Resistance to change is part of being human. It’s the result of an instinctual response that triggers a chemical reaction that drives us to resist whatever change is coming at us. Learning to lead around these instincts and reactions fuels our ability to create an organization that adapts and innovates.
Here’s how to do just that.
Change in Business
When a change in business is presented to our unconscious mind, we see that change as a threat and we either resist or avoid it. We also seek the safety and comfort of the status quo. That’s part of the status quo bias, which is another instinctual mindware program related to the threat response. When we see a change, our threat response is activated and we hang onto “the way we’ve always done it”, even when “it” isn’t working and our businesses are suffering.
In the middle of that threatening situation – we instinctively seek the safe and known. Even if the downward spiral continues.
Leading Into Change
Thanks to modern science and discoveries about human behavior, we have the insights and techniques to lead our teams to accept and even relish the changes we need to sustain successful growth.
How? Here are three simple steps to lead successful change.
Diss the status quo.
If our status quo seems safe and comfie, we’ll head right to it in times of change, digging in like donkeys.
When our human minds see that status quo is a potentially unsafe place – we will begin to look for new options. That’s why the first step is to shift the perception of the way you’ve always done it.Here are some ideas on how to do just that.
- Make the status quo less appealing by pointing out the inherent challenges, risks, and the downside potentials of remaining in that very status quo.
- Point to competitors or businesses inside or outside your industry that have shifted away from the status quo and into more success.
- Identify other vendors who didn’t shift and show the negative results.
The idea is to make sure your teams feel as though they have a choice between the status quo or change – but make the status quo an obviously poor choice. But be careful and don’t scare your teams. That will send them into full blown status quo bias and they won’t change. The idea is to loosen the power of the status quo with a bit of reality, not increase their threat response. Be thoughtful.
Focus on the upside.
As humans we are programmed to focus on the problems, especially when it comes to the problems driving our need for change.
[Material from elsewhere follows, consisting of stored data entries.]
//! Error taxonomy shared by the daemon and its clients.
//!
//! Every variant has a stable negative integer code that travels in
//! control-socket response payloads.  The CLI maps the code back with
//! [`LogError::from_code`] and prints the `Display` text, so both the
//! numbers and the strings below are part of the protocol.

use std::io;

/// Result code for a successful operation.
pub const RET_SUCCESS: i32 = 0;

#[derive(Debug, Clone, Copy, PartialEq, Eq, thiserror::Error)]
pub enum LogError {
    #[error("Unknown failure")]
    Failed,
    #[error("Invalid log level, the valid log levels include D/I/W/E/F")]
    InvalidLogLevel,
    #[error("Invalid log type, the valid log types include app/core/init/kmsg/only_prerelease")]
    InvalidLogType,
    #[error("Invalid request command")]
    InvalidRequestCommand,
    #[error("Invalid query condition")]
    InvalidQueryCondition,
    #[error("Invalid domain string")]
    InvalidDomainString,
    #[error("Invalid persist file size, file size should be within 64KiB and 512MiB")]
    PersistFileSizeInvalid,
    #[error("Invalid persist file name")]
    PersistFileNameInvalid,
    #[error("Persist compression buffer exception")]
    PersistCompressBufferException,
    #[error("Unable to open persist directory")]
    PersistDirOpenFailed,
    #[error("Failed to initialize the compression algorithm")]
    PersistCompressInitFailed,
    #[error("Unable to open persist file")]
    PersistFileOpenFailed,
    #[error("Unable to map persist staging buffer")]
    PersistMmapFailed,
    #[error("Persist job id conflicts with a running job")]
    PersistJobIdFailed,
    #[error("Persist task already exists")]
    PersistTaskExists,
    #[error("Invalid domain, domain should be within 0x0 and 0xDFFFFFF")]
    InvalidDomain,
    #[error("Memory allocation failed")]
    MemoryAllocationFailed,
    #[error("Invalid message length")]
    InvalidMessageLength,
    #[error("Invalid switch value, the valid values are on/off")]
    InvalidSwitchValue,
    #[error("Invalid buffer size, buffer size should be within 64KiB and 1GiB")]
    InvalidBufferSize,
    #[error("Command not found")]
    CommandNotFound,
    #[error("Invalid command")]
    InvalidCommand,
    #[error("Invalid persist file path")]
    PersistFilePathInvalid,
    #[error("Invalid persist job id")]
    PersistJobIdInvalid,
    #[error("Invalid persist file number, file number should be within 2 and 1000")]
    PersistFileNumInvalid,
    #[error("Persist job not found")]
    JobNotFound,
    #[error("Buffer reader not found")]
    ReaderNotFound,
    #[error("Invalid tag")]
    InvalidTag,
    #[error("Invalid pid")]
    InvalidPid,
    #[error("Unable to open flow control configuration")]
    FlowControlConfigOpenFailed,
}

/// Code table.  Order is irrelevant; the numbers are what clients see.
const CODES: &[(LogError, i32)] = &[
    (LogError::Failed, -1),
    (LogError::InvalidLogLevel, -2),
    (LogError::InvalidLogType, -3),
    (LogError::InvalidRequestCommand, -4),
    (LogError::InvalidQueryCondition, -5),
    (LogError::InvalidDomainString, -6),
    (LogError::PersistFileSizeInvalid, -7),
    (LogError::PersistFileNameInvalid, -8),
    (LogError::PersistCompressBufferException, -9),
    (LogError::PersistDirOpenFailed, -10),
    (LogError::PersistCompressInitFailed, -11),
    (LogError::PersistFileOpenFailed, -12),
    (LogError::PersistMmapFailed, -13),
    (LogError::PersistJobIdFailed, -14),
    (LogError::PersistTaskExists, -15),
    (LogError::InvalidDomain, -16),
    (LogError::MemoryAllocationFailed, -17),
    (LogError::InvalidMessageLength, -18),
    (LogError::InvalidSwitchValue, -19),
    (LogError::InvalidBufferSize, -21),
    (LogError::CommandNotFound, -22),
    (LogError::InvalidCommand, -25),
    (LogError::PersistFilePathInvalid, -28),
    (LogError::PersistJobIdInvalid, -30),
    (LogError::PersistFileNumInvalid, -31),
    (LogError::JobNotFound, -32),
    (LogError::ReaderNotFound, -33),
    (LogError::InvalidTag, -34),
    (LogError::InvalidPid, -35),
    (LogError::FlowControlConfigOpenFailed, -36),
];

impl LogError {
    /// The stable wire code of this error.
    pub fn code(self) -> i32 {
        CODES
            .iter()
            .find(|(e, _)| *e == self)
            .map(|(_, c)| *c)
            .unwrap_or(-1)
    }

    /// Map a wire code back to an error.  `0` and unknown codes yield `None`.
    pub fn from_code(code: i32) -> Option<LogError> {
        CODES.iter().find(|(_, c)| *c == code).map(|(e, _)| *e)
    }
}

/// Convert an operation result into the code placed in response payloads.
pub fn result_code<T>(result: &Result<T, LogError>) -> i32 {
    match result {
        Ok(_) => RET_SUCCESS,
        Err(e) => e.code(),
    }
}

/// Human-readable text for a wire code, as printed by the CLI.
pub fn code_to_str(code: i32) -> String {
    if code == RET_SUCCESS {
        return "Success".to_string();
    }
    match LogError::from_code(code) {
        Some(e) => e.to_string(),
        None => format!("Unknown error code {}", code),
    }
}

impl From<io::Error> for LogError {
    fn from(e: io::Error) -> Self {
        match e.kind() {
            io::ErrorKind::NotFound => LogError::PersistFilePathInvalid,
            io::ErrorKind::OutOfMemory => LogError::MemoryAllocationFailed,
            _ => LogError::PersistFileOpenFailed,
        }
    }
}
//! Size-bounded rotating output files.
//!
//! Output goes to `<prefix>.<NNN>.<YYYYmmdd-HHMMSS><suffix>` where `NNN`
//! is the file index modulo 1000.  A file is opened lazily on the first
//! write after construction or after the previous file was finished, and
//! finished once it reaches the configured size.  Before opening index
//! `i >= max_file_num` the file with index `i - max_file_num` is deleted,
//! so at most `max_file_num` files exist for a job.

use super::recovery::PersistRecoveryInfo;
use crate::error::LogError;
use crate::protocol::control::PersistStartMsg;
use chrono::Local;
use std::fs::{self, File, OpenOptions};
use std::io::Write;
use std::path::{Path, PathBuf};

const INDEX_MODULUS: u32 = 1000;

pub struct LogPersisterRotator {
    prefix: PathBuf,
    suffix: &'static str,
    max_file_size: u64,
    max_file_num: u32,
    /// Index the next opened file gets.
    next_index: u32,
    current: Option<File>,
    current_size: u64,
    info_path: PathBuf,
    msg: PersistStartMsg,
}

impl LogPersisterRotator {
    pub fn new(msg: &PersistStartMsg, suffix: &'static str, info_path: PathBuf, next_index: u32) -> Self {
        LogPersisterRotator {
            prefix: PathBuf::from(&msg.file_path),
            suffix,
            max_file_size: msg.file_size as u64,
            max_file_num: msg.file_num,
            next_index,
            current: None,
            current_size: 0,
            info_path,
            msg: msg.clone(),
        }
    }

    /// Index the next opened file will get.
    pub fn next_index(&self) -> u32 {
        self.next_index
    }

    pub fn input(&mut self, data: &[u8]) -> Result<(), LogError> {
        if data.is_empty() {
            return Ok(());
        }
        if self.current.is_none() {
            self.open_next()?;
        }
        let Some(file) = self.current.as_mut() else {
            return Err(LogError::PersistFileOpenFailed);
        };
        file.write_all(data).map_err(|e| {
            log::error!("Failed to write {}: {}", self.prefix.display(), e);
            LogError::PersistFileOpenFailed
        })?;
        self.current_size += data.len() as u64;
        if self.current_size >= self.max_file_size {
            self.finish_input();
        }
        Ok(())
    }

    /// Close the current file; the next [`input`](Self::input) opens a new one.
    pub fn finish_input(&mut self) {
        if let Some(mut file) = self.current.take() {
            if let Err(e) = file.flush().and_then(|_| file.sync_data()) {
                log::warn!("Failed to sync {}: {}", self.prefix.display(), e);
            }
        }
        self.current_size = 0;
    }

    fn file_stem(&self, index: u32) -> String {
        let base = self
            .prefix
            .file_name()
            .map(|n| n.to_string_lossy().into_owned())
            .unwrap_or_default();
        format!("{}.{:03}.", base, index % INDEX_MODULUS)
    }

    fn dir(&self) -> &Path {
        match self.prefix.parent() {
            Some(p) if !p.as_os_str().is_empty() => p,
            _ => Path::new("."),
        }
    }

    fn remove_index(&self, index: u32) {
        let stem = self.file_stem(index);
        let Ok(entries) = fs::read_dir(self.dir()) else {
            return;
        };
        for entry in entries.filter_map(|e| e.ok()) {
            if entry.file_name().to_string_lossy().starts_with(&stem) {
                log::debug!("Rotating out {}", entry.path().display());
                if let Err(e) = fs::remove_file(entry.path()) {
                    log::warn!("Failed to remove {}: {}", entry.path().display(), e);
                }
            }
        }
    }

    fn open_next(&mut self) -> Result<(), LogError> {
        let index = self.next_index;
        if index >= self.max_file_num {
            self.remove_index(index - self.max_file_num);
        }

        let name = format!(
            "{}{}{}",
            self.file_stem(index),
            Local::now().format("%Y%m%d-%H%M%S"),
            self.suffix
        );
        let path = self.dir().join(name);
        let file = OpenOptions::new()
            .create(true)
            .append(true)
            .open(&path)
            .map_err(|e| {
                log::error!("Failed to open {}: {}", path.display(), e);
                LogError::PersistFileOpenFailed
            })?;
        log::debug!("Persisting to {}", path.display());

        self.current = Some(file);
        self.current_size = 0;
        self.next_index = index.wrapping_add(1);

        let info = PersistRecoveryInfo {
            index,
            msg: self.msg.clone(),
        };
        if let Err(e) = info.write_to(&self.info_path) {
            log::warn!(
                "Failed to write recovery info {}: {}",
                self.info_path.display(),
                e
            );
        }
        Ok(())
    }
}

impl Drop for LogPersisterRotator {
    fn drop(&mut self) {
        self.finish_input();
    }
}

#[cfg(test)]
mod tests {
    use super::*;

    fn msg(dir: &Path, size: u32, num: u32) -> PersistStartMsg {
        PersistStartMsg {
            job_id: 1,
            compress_alg: 0,
            types: 0b1000,
            levels: 0xF8,
            file_size: size,
            file_num: num,
            file_path: dir.join("hilog").to_string_lossy().into_owned(),
        }
    }

    fn outputs(dir: &Path) -> Vec<String> {
        let mut names: Vec<String> = fs::read_dir(dir)
            .unwrap()
            .filter_map(|e| e.ok())
            .map(|e| e.file_name().to_string_lossy().into_owned())
            .filter(|n| n.starts_with("hilog."))
            .collect();
        names.sort();
        names
    }

    #[test]
    fn test_lazy_open_and_naming() {
        let dir = tempfile::tempdir().unwrap();
        let info = dir.path().join("info");
        let mut r = LogPersisterRotator::new(&msg(dir.path(), 100, 3), ".log", info.clone(), 0);
        assert!(outputs(dir.path()).is_empty());
        r.input(b"abc").unwrap();
        let files = outputs(dir.path());
        assert_eq!(files.len(), 1);
        assert!(files[0].starts_with("hilog.000."));
        assert!(files[0].ends_with(".log"));
        assert_eq!(PersistRecoveryInfo::read_from(&info).unwrap().index, 0);
    }

    #[test]
    fn test_rotates_at_size_and_caps_count() {
        let dir = tempfile::tempdir().unwrap();
        let mut r =
            LogPersisterRotator::new(&msg(dir.path(), 10, 3), ".log", dir.path().join("info"), 0);
        for _ in 0..5 {
            r.input(&[b'x'; 10]).unwrap();
        }
        let files = outputs(dir.path());
        assert_eq!(files.len(), 3);
        assert!(files[0].starts_with("hilog.002."));
        assert!(files[1].starts_with("hilog.003."));
        assert!(files[2].starts_with("hilog.004."));
        assert_eq!(r.next_index(), 5);
    }

    #[test]
    fn test_finish_input_forces_new_file() {
        let dir = tempfile::tempdir().unwrap();
        let mut r = LogPersisterRotator::new(
            &msg(dir.path(), 1 << 20, 10),
            ".gz",
            dir.path().join("info"),
            7,
        );
        r.input(b"a").unwrap();
        r.finish_input();
        r.input(b"b").unwrap();
        let files = outputs(dir.path());
        assert_eq!(files.len(), 2);
        assert!(files[0].starts_with("hilog.007."));
        assert!(files[1].starts_with("hilog.008."));
    }

    #[test]
    fn test_index_wraps_at_modulus() {
        let dir = tempfile::tempdir().unwrap();
        let mut r = LogPersisterRotator::new(
            &msg(dir.path(), 1, 2),
            ".log",
            dir.path().join("info"),
            999,
        );
        r.input(b"a").unwrap();
        r.input(b"b").unwrap();
        let files = outputs(dir.path());
        assert_eq!(files.len(), 2);
        assert!(files[0].starts_with("hilog.000."));
        assert!(files[1].starts_with("hilog.999."));
    }
}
I have seen so many organizations in change, with leaders explaining the need for the change based on problems, threats, bad stuff happening and more woe is me discussions. All that focus on the problems serves to instill more threat responses as we focus on what’s wrong, failing or just plain scary.
When leading change within your teams or organization, focus on the upside from the changes. Share details about the powerful solutions and the positive results that will come with the change. Talk about others who have experienced change that resulted in great things happening. This solution-oriented focus shifts the human mind into a positive and open state. That’s when creativity and excitement begin… and successful change follows.
Ask questions to get people involved.
We’ve all had leaders tell us what and how we will change, making statements that sound like there’s no option. It didn’t feel good, did it? Statements serve to narrow the mind, limiting our choices and responses. When someone tells you what you will do, you don’t feel involved or empowered, now do you?
Instead of making those statement, ask questions! Questions open the mind to seek more ideas and option. Questions also empower a person to feel involved and part of their change.
When speaking to your employees about a needed change – ask for their inputs. They know their roles best of all, so ask them what they believe needs to change for better results. Get them involved and open their mind with questions. This simple shift can and will increase your teams’ willingness and enthusiasm for making changes.
The Bottom Line
Change is a given within any organization. As we all know, leading successful change is the key to creating competitive advantage for your organization. Use these three simple techniques and watch the results in your own teams.
Before you know it – change will become and inherent and powerful force in your organization’s success.